E’ tempo per una grande politica nazionale tesa a battere il fallimento formativo in Italia. L’obiettivo è battere la cosidetta dispersione scolastica. Questo signica occuparsi bene del nostro oggi e guardare lontano. Non si tratta solo di trovare soluzione a un problema del nostro sistema scolastico, ma di puntare alla crescita dell’Italia in un’ottica di equità.

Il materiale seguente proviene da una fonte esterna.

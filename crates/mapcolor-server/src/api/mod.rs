//! Routes, request shape and error mapping.

use std::sync::Arc;
use std::time::Instant;

use axum::extract::rejection::JsonRejection;
use axum::extract::{Path, State};
use axum::http::StatusCode;
use axum::response::{IntoResponse, Response};
use axum::routing::{get, post};
use axum::{Json, Router};
use mapcolor::{
    Color, ColoringError, ColoringProblem, Region, SolverConfig, SolverResult, StrategyKind,
};
use serde::Deserialize;
use serde_json::json;
use thiserror::Error;
use tower_http::cors::{Any, CorsLayer};
use tracing::{info, warn};

/// Shared state of every request.
#[derive(Debug, Default)]
pub struct AppState {
    config: SolverConfig,
}

impl AppState {
    pub fn new(config: SolverConfig) -> Self {
        Self { config }
    }

    pub fn config(&self) -> &SolverConfig {
        &self.config
    }
}

/// Body of `POST /solve/{algorithm}`.
///
/// `colors` wins when present and non-empty; otherwise `max_colors` labels
/// are synthesized, falling back to the configured default count.
/// `max_colors` above `palette.max_colors_limit` is rejected.
#[derive(Debug, Clone, Deserialize)]
pub struct SolveRequest {
    pub regions: Vec<Region>,
    #[serde(default)]
    pub adjacencies: Vec<Vec<Region>>,
    #[serde(default)]
    pub colors: Option<Vec<Color>>,
    #[serde(default)]
    pub max_colors: Option<usize>,
}

impl SolveRequest {
    pub fn into_problem(self, config: &SolverConfig) -> Result<ColoringProblem, ApiError> {
        let limit = config.palette.max_colors_limit;
        if let Some(requested) = self.max_colors.filter(|&n| n > limit) {
            return Err(ApiError::TooManyColors { requested, limit });
        }

        Ok(ColoringProblem {
            colors: config
                .resolve_palette(self.colors, self.max_colors)
                .into_colors(),
            regions: self.regions,
            adjacencies: self.adjacencies,
        })
    }
}

/// Request failures, rendered as `{ "error": message }`.
#[derive(Debug, Error)]
pub enum ApiError {
    #[error(transparent)]
    Coloring(#[from] ColoringError),

    #[error(transparent)]
    Body(#[from] JsonRejection),

    #[error("max_colors {requested} exceeds the limit of {limit}")]
    TooManyColors { requested: usize, limit: usize },

    #[error("solver task failed: {0}")]
    Task(#[from] tokio::task::JoinError),
}

impl ApiError {
    pub fn status(&self) -> StatusCode {
        match self {
            ApiError::Coloring(ColoringError::UnsupportedStrategy(_)) => StatusCode::BAD_REQUEST,
            ApiError::Coloring(ColoringError::UnknownRegion { .. }) => {
                StatusCode::UNPROCESSABLE_ENTITY
            }
            ApiError::TooManyColors { .. } => StatusCode::UNPROCESSABLE_ENTITY,
            ApiError::Body(rejection) => rejection.status(),
            ApiError::Task(_) => StatusCode::INTERNAL_SERVER_ERROR,
        }
    }
}

impl IntoResponse for ApiError {
    fn into_response(self) -> Response {
        let status = self.status();
        warn!(event = "request_failed", status = status.as_u16(), error = %self);
        (status, Json(json!({ "error": self.to_string() }))).into_response()
    }
}

/// Routes without middleware.
pub fn router(state: Arc<AppState>) -> Router {
    Router::new()
        .route("/health", get(health))
        .route("/solve/{algorithm}", post(solve))
        .with_state(state)
}

/// Routes with the permissive CORS policy browsers need.
pub fn app(state: Arc<AppState>) -> Router {
    let cors = CorsLayer::new()
        .allow_origin(Any)
        .allow_methods(Any)
        .allow_headers(Any);

    router(state).layer(cors)
}

async fn health() -> Json<serde_json::Value> {
    Json(json!({ "status": "healthy" }))
}

async fn solve(
    State(state): State<Arc<AppState>>,
    Path(algorithm): Path<String>,
    payload: Result<Json<SolveRequest>, JsonRejection>,
) -> Result<Json<SolverResult>, ApiError> {
    let kind: StrategyKind = algorithm.parse()?;
    let Json(request) = payload?;
    let problem = request.into_problem(&state.config)?;

    let start = Instant::now();
    let config = state.config.clone();
    let result = tokio::task::spawn_blocking(move || {
        mapcolor::solve_with_config(&problem, kind, &config)
    })
    .await??;

    info!(
        event = "request_solved",
        strategy = kind.name(),
        success = result.success,
        steps = result.total_steps,
        duration_ms = start.elapsed().as_millis() as u64,
    );

    Ok(Json(result))
}

#[cfg(test)]
mod tests;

La dispersione non è un epifenomeno marginale, per quanto numericamente significativo; non è solo una disfunzione della scuola; per il sistema di istruzione e formazione non è un problema, è il problema. Ma, ancora di più, la dispersione è causa e insieme conseguenza di mancata crescita e, al contempo, di deficit democratico nei meccanismi di mobilità sociale del nostro Paese ed è l’indicatore di una deficienza del nostro sistema in termini di equità.
La conseguenza della dispersione non è solo la perdita delle opportunità che derivano dal compimento della scuola. Infatti, la caduta di tali opportunità, comporta dei fortissimi rischi per ciascuna delle persone in crescita interessate. Inoltre, condanna all’emarginazione sociale una fetta della popolazione all’avvio della vita con rischi multidimensionali in termini di minore aspettativa di vita.
Maggiore è la possibilità di contrarre malattie; di cadere in dipendenze da alcool e sostanze psicotrope; delinquere, di essere precocemente messo fuori o ai margini del mercato del lavoro; di conoscere la povertà precoce e di non uscire dalla povertà per l’intera vita; di non partecipare alle comuni decisioni e all’esercizio dei diritti democratici.
Fattore di rischio
Se per le persone si tratta di un rischio, in termini di mancata cittadinanza e di possibilità di una vita dignitosa, il perdurare del fallimento formativo di massa comporta una perdita economica per l’intero Paese in termini di PIL e di coesione territoriale e sociale.
Rappresenta un abbassamento del livello culturale dell’intera società. Produce una maggiore spesa pubblica per sanità, sicurezza e per spesa sociale dedicata alle diverse età della vita. Genera marginalità e conflitto sociale. Condiziona negativamente la partecipazione democratica di tutti.
Occorre, insomma, un sistema di coerenze politiche che faccia capo al Governo, con l’accordo pieno di regioni e comuni e il forte controllo del Parlamento. Non una nuova legge o un set di misure ulteriori ma una regia politica seria fondata su un patto nazionale condiviso.
Serve riconoscere ciò che già funziona, sostenendo la prospettiva di un consolidamento delle buone pratiche, evitare di dar seguito e di finanziare cose inutili. Coordinare le tante buone misure e azioni nazionali; regionali e locali; prospetti policies e operatività differenziate secondo diversi contesti; analizzare problemi e fenomeni.